use anyhow::{Context, Result};
use clap::{Parser, Subcommand};
use std::path::{Path, PathBuf};
use std::process::ExitCode;
use tracing_subscriber::{EnvFilter, fmt, prelude::*};

use track_chain::harness::{
	Outcome, Scenario, echo_sink, fire, generate_init_template, load_harness, parse_assignment,
	run_harness,
};
use track_chain::merge::Fields;

#[derive(Parser)]
#[command(name = "track-chain")]
#[command(author, version, about = "Resolve and check nested event-tracking scopes")]
#[command(arg_required_else_help = true)]
struct Cli {
	#[command(subcommand)]
	command: Option<Commands>,

	/// Create a template track-chain.toml in the current directory
	#[arg(long)]
	init: bool,

	/// Overwrite existing track-chain.toml when using --init
	#[arg(long, requires = "init")]
	force: bool,

	/// Log scope resolution details to stderr
	#[arg(short, long, global = true)]
	verbose: bool,
}

#[derive(Subcommand)]
enum Commands {
	/// Run every scenario in a harness file and report the outcome
	Check {
		/// Harness file
		file: PathBuf,
	},
	/// Print the resolved snapshot of every level as JSON
	Show {
		/// Harness file
		file: PathBuf,

		/// Only show this scenario
		#[arg(long)]
		scenario: Option<String>,
	},
	/// Resolve one event through a scenario's scopes and print it as JSON
	Trigger {
		/// Harness file
		file: PathBuf,

		/// Scenario whose scopes to use
		#[arg(long)]
		scenario: String,

		/// Event name (defaults to the scenario's trigger event)
		#[arg(long)]
		event: Option<String>,

		/// Call-time payload entry, repeatable
		#[arg(long = "payload", value_name = "KEY=VALUE")]
		payload: Vec<String>,

		/// Call-time option entry, repeatable
		#[arg(long = "option", value_name = "KEY=VALUE")]
		options: Vec<String>,
	},
}

const HARNESS_FILE: &str = "track-chain.toml";

fn main() -> ExitCode {
	match run() {
		Ok(code) => code,
		Err(e) => {
			eprintln!("error: {e:?}");
			ExitCode::FAILURE
		}
	}
}

fn run() -> Result<ExitCode> {
	let cli = Cli::parse();
	init_logging(cli.verbose);

	// Handle --init
	if cli.init {
		return handle_init(cli.force);
	}

	match cli.command {
		Some(Commands::Check { file }) => handle_check(&file),
		Some(Commands::Show { file, scenario }) => handle_show(&file, scenario.as_deref()),
		Some(Commands::Trigger {
			file,
			scenario,
			event,
			payload,
			options,
		}) => handle_trigger(&file, &scenario, event, &payload, &options),
		// No command specified - this shouldn't happen due to arg_required_else_help
		None => Ok(ExitCode::SUCCESS),
	}
}

fn init_logging(verbose: bool) {
	let default_level = if verbose { "debug" } else { "warn" };
	let filter = EnvFilter::try_from_env("TRACK_CHAIN_LOG")
		.unwrap_or_else(|_| EnvFilter::new(default_level));

	tracing_subscriber::registry()
		.with(fmt::layer().with_writer(std::io::stderr))
		.with(filter)
		.init();
}

fn handle_init(force: bool) -> Result<ExitCode> {
	let harness_path = PathBuf::from(HARNESS_FILE);

	if harness_path.exists() && !force {
		anyhow::bail!("{HARNESS_FILE} already exists. Use --force to overwrite.");
	}

	std::fs::write(&harness_path, generate_init_template())
		.with_context(|| format!("Failed to write {}", harness_path.display()))?;

	println!("Created {HARNESS_FILE}");
	Ok(ExitCode::SUCCESS)
}

fn handle_check(file: &Path) -> Result<ExitCode> {
	let loaded = load_harness(file).context("Failed to load harness")?;
	let report = run_harness(&loaded.harness);

	println!("Checking {}\n", loaded.path.display());
	for scenario in &report.scenarios {
		match &scenario.outcome {
			Outcome::Passed => println!("PASS  {}", scenario.name),
			Outcome::Failed { expected, actual } => {
				println!("FAIL  {}", scenario.name);
				println!("      expected: {expected}");
				println!("      actual:   {actual}");
			}
			Outcome::Errored(message) => println!("ERROR {}: {message}", scenario.name),
		}
	}
	println!("\n{} passed, {} failed", report.passed(), report.failed());

	if report.all_passed() {
		Ok(ExitCode::SUCCESS)
	} else {
		Ok(ExitCode::FAILURE)
	}
}

fn handle_show(file: &Path, only: Option<&str>) -> Result<ExitCode> {
	let loaded = load_harness(file).context("Failed to load harness")?;
	let scenarios: Vec<&Scenario> = match only {
		Some(name) => vec![loaded.harness.scenario(name)?],
		None => loaded.harness.scenarios.iter().collect(),
	};

	for scenario in scenarios {
		println!("# Scenario: {}", scenario.name);
		let chain = track_chain::harness::build_chain(scenario, None);
		if chain.is_empty() {
			println!("  (no levels)\n");
			continue;
		}
		for (depth, level) in chain.levels().iter().enumerate() {
			let mode = if level.contribution().overwrite {
				"overwrite"
			} else {
				"merge"
			};
			println!("## Level {depth} ({mode})");
			if let Some(snapshot) = level.snapshot() {
				let json = serde_json::to_string_pretty(snapshot)
					.context("Failed to serialize snapshot")?;
				println!("{json}");
			}
		}
		println!();
	}

	Ok(ExitCode::SUCCESS)
}

fn handle_trigger(
	file: &Path,
	scenario_name: &str,
	event: Option<String>,
	payload: &[String],
	options: &[String],
) -> Result<ExitCode> {
	let loaded = load_harness(file).context("Failed to load harness")?;
	let mut scenario = loaded.harness.scenario(scenario_name)?.clone();

	if let Some(event) = event {
		scenario.trigger.event = event;
	}

	let spec = &mut scenario.trigger;
	let mut call_payload = spec.payload.take().or(spec.fields.take()).unwrap_or_default();
	apply_assignments(&mut call_payload, payload).context("Invalid --payload")?;
	spec.payload = Some(call_payload);
	apply_assignments(&mut spec.options, options).context("Invalid --option")?;

	let resolved = fire(&scenario, Some(echo_sink()))
		.with_context(|| format!("Failed to trigger scenario '{scenario_name}'"))?;
	let json = serde_json::to_string_pretty(&resolved).context("Failed to serialize event")?;
	println!("{json}");

	Ok(ExitCode::SUCCESS)
}

fn apply_assignments(target: &mut Fields, assignments: &[String]) -> Result<()> {
	for assignment in assignments {
		let (key, value) = parse_assignment(assignment)?;
		target.insert(key, value);
	}
	Ok(())
}
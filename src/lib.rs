//! Track-chain - declarative event-tracking scopes.
//!
//! This library provides the core functionality for track-chain, including:
//! - Structural deep merge of payloads and options
//! - Nested tracking scopes resolved in merge or overwrite mode
//! - One-shot declarative triggers that fire through the nearest scope
//! - A TOML scenario harness for checking resolved events
//!
//! # Example
//!
//! ```
//! use serde_json::{json, Value};
//! use track_chain::scope::{Chain, Contribution, Sink};
//!
//! fn fields(value: Value) -> track_chain::Fields {
//!     value.as_object().cloned().unwrap_or_default()
//! }
//!
//! let mut chain = Chain::new();
//! chain.push(
//!     Contribution::new()
//!         .with_payload(fields(json!({"actionlocation": "left"})))
//!         .with_sink(Sink::new(|_, payload, _| Value::Object(payload))),
//! );
//! chain.push(Contribution::new().with_payload(fields(json!({"eventcategory": "harness"}))));
//!
//! let sent = chain.trigger(Some("generic.click"), None, None).unwrap();
//! assert_eq!(sent, json!({"actionlocation": "left", "eventcategory": "harness"}));
//! ```

pub mod error;
pub mod harness;
pub mod merge;
pub mod scope;
pub mod trigger;

pub use error::{Result, TrackError};
pub use merge::{Fields, deep_merge, merge_fields};
pub use scope::{Chain, Contribution, Level, LevelState, Scope, Sink, Snapshot};
pub use trigger::TrackingTrigger;
use crate::error::{Result, TrackError};
use crate::harness::types::{Harness, LoadedHarness};
use std::path::Path;

/// Parse a harness file from the given path.
pub fn parse_harness_file(path: &Path) -> Result<Harness> {
	let content = std::fs::read_to_string(path).map_err(|source| TrackError::HarnessReadError {
		path: path.to_path_buf(),
		source,
	})?;

	parse_harness_str(&content, path)
}

/// Parse a harness file and keep its path for reporting.
pub fn load_harness(path: &Path) -> Result<LoadedHarness> {
	let harness = parse_harness_file(path)?;
	Ok(LoadedHarness {
		harness,
		path: path.to_path_buf(),
	})
}

/// Parse a harness from a string (useful for testing).
pub fn parse_harness_str(content: &str, path: &Path) -> Result<Harness> {
	let harness: Harness =
		toml::from_str(content).map_err(|source| TrackError::HarnessParseError {
			path: path.to_path_buf(),
			source,
		})?;

	harness.validate()?;

	Ok(harness)
}
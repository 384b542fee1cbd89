use crate::error::{Result, TrackError};
use crate::merge::Fields;
use crate::scope::contribution::{Contribution, NormalizedContribution};
use crate::scope::snapshot::Snapshot;
use serde_json::Value;
use tracing::debug;

/// Resolution state of a [`Level`].
#[derive(Debug, Clone, Copy, PartialEq, Eq)]
pub enum LevelState {
	Uninitialized,
	Resolved,
}

/// One tracking scope: its normalized contribution and latest snapshot.
#[derive(Debug, Clone)]
pub struct Level {
	contribution: NormalizedContribution,
	snapshot: Option<Snapshot>,
}

impl Level {
	/// Create an unresolved level. Deprecated aliases are folded here.
	pub fn new(contribution: Contribution) -> Self {
		Self {
			contribution: contribution.into(),
			snapshot: None,
		}
	}

	pub fn state(&self) -> LevelState {
		if self.snapshot.is_some() {
			LevelState::Resolved
		} else {
			LevelState::Uninitialized
		}
	}

	pub fn contribution(&self) -> &NormalizedContribution {
		&self.contribution
	}

	pub fn snapshot(&self) -> Option<&Snapshot> {
		self.snapshot.as_ref()
	}

	/// Resolve against `parent` (or the root snapshot), replacing any
	/// previous snapshot.
	pub fn resolve(&mut self, parent: Option<&Snapshot>) -> &Snapshot {
		let snapshot = match parent {
			Some(parent) => Snapshot::resolve(parent, &self.contribution),
			None => Snapshot::resolve(&Snapshot::root(), &self.contribution),
		};
		self.snapshot.insert(snapshot)
	}

	/// Swap in a new contribution and re-resolve against `parent`.
	pub fn update(&mut self, contribution: Contribution, parent: Option<&Snapshot>) -> &Snapshot {
		self.contribution = contribution.into();
		self.resolve(parent)
	}
}

/// An explicit stack of tracking scopes, outermost first.
///
/// Every level in the chain is resolved. Changing a level re-resolves it and
/// all of its descendants.
#[derive(Debug, Clone, Default)]
pub struct Chain {
	levels: Vec<Level>,
	root: Snapshot,
}

impl Chain {
	pub fn new() -> Self {
		Self::default()
	}

	/// Build a chain from contributions in parent-to-child order.
	pub fn from_contributions<I>(contributions: I) -> Self
	where
		I: IntoIterator<Item = Contribution>,
	{
		let mut chain = Self::new();
		for contribution in contributions {
			chain.push(contribution);
		}
		chain
	}

	pub fn len(&self) -> usize {
		self.levels.len()
	}

	pub fn is_empty(&self) -> bool {
		self.levels.is_empty()
	}

	pub fn levels(&self) -> &[Level] {
		&self.levels
	}

	/// Nest a new innermost scope and return its snapshot.
	pub fn push(&mut self, contribution: Contribution) -> &Snapshot {
		let mut level = Level::new(contribution);
		level.resolve(Some(self.snapshot()));
		debug!(depth = self.levels.len(), "pushed tracking scope");
		self.levels.push(level);
		self.snapshot()
	}

	/// Tear down the innermost scope.
	pub fn pop(&mut self) -> Option<Level> {
		self.levels.pop()
	}

	/// Replace the contribution at `depth` and re-resolve it and every
	/// scope nested below it.
	pub fn update(&mut self, depth: usize, contribution: Contribution) -> Result<&Snapshot> {
		if depth >= self.levels.len() {
			return Err(TrackError::LevelNotFound { depth });
		}

		let (ancestors, rest) = self.levels.split_at_mut(depth);
		let parent = ancestors.last().and_then(Level::snapshot);
		rest[0].update(contribution, parent);

		for index in depth + 1..self.levels.len() {
			let (ancestors, rest) = self.levels.split_at_mut(index);
			rest[0].resolve(ancestors.last().and_then(Level::snapshot));
		}
		debug!(depth, reresolved = self.levels.len() - depth, "updated tracking scope");

		Ok(self.snapshot_at(depth).unwrap_or(&self.root))
	}

	/// Snapshot of the innermost scope, or the root snapshot when empty.
	pub fn snapshot(&self) -> &Snapshot {
		self.levels
			.last()
			.and_then(Level::snapshot)
			.unwrap_or(&self.root)
	}

	pub fn snapshot_at(&self, depth: usize) -> Option<&Snapshot> {
		self.levels.get(depth).and_then(Level::snapshot)
	}

	/// Trigger through the innermost scope. With no scopes the event goes to
	/// the root snapshot's no-op sink.
	pub fn trigger(
		&self,
		event: Option<&str>,
		payload: Option<&Fields>,
		options: Option<&Fields>,
	) -> Result<Value> {
		self.snapshot().trigger(event, payload, options)
	}

	/// Trigger through the scope at `depth`, ignoring anything nested below it.
	pub fn trigger_at(
		&self,
		depth: usize,
		event: Option<&str>,
		payload: Option<&Fields>,
		options: Option<&Fields>,
	) -> Result<Value> {
		self.snapshot_at(depth)
			.ok_or(TrackError::LevelNotFound { depth })?
			.trigger(event, payload, options)
	}
}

◇ ◇ ◇ ◇

TRY IT
Could you set down, word for word, only the lines above from the line with "self.snapshot.insert(snapshot)" to the line with "#[derive(Debug, Clone, Default)]", including both?

ANSWER BOX
		self.snapshot.insert(snapshot)
	}

	/// Swap in a new contribution and re-resolve against `parent`.
	pub fn update(&mut self, contribution: Contribution, parent: Option<&Snapshot>) -> &Snapshot {
		self.contribution = contribution.into();
		self.resolve(parent)
	}
}

/// An explicit stack of tracking scopes, outermost first.
///
/// Every level in the chain is resolved. Changing a level re-resolves it and
/// all of its descendants.
#[derive(Debug, Clone, Default)]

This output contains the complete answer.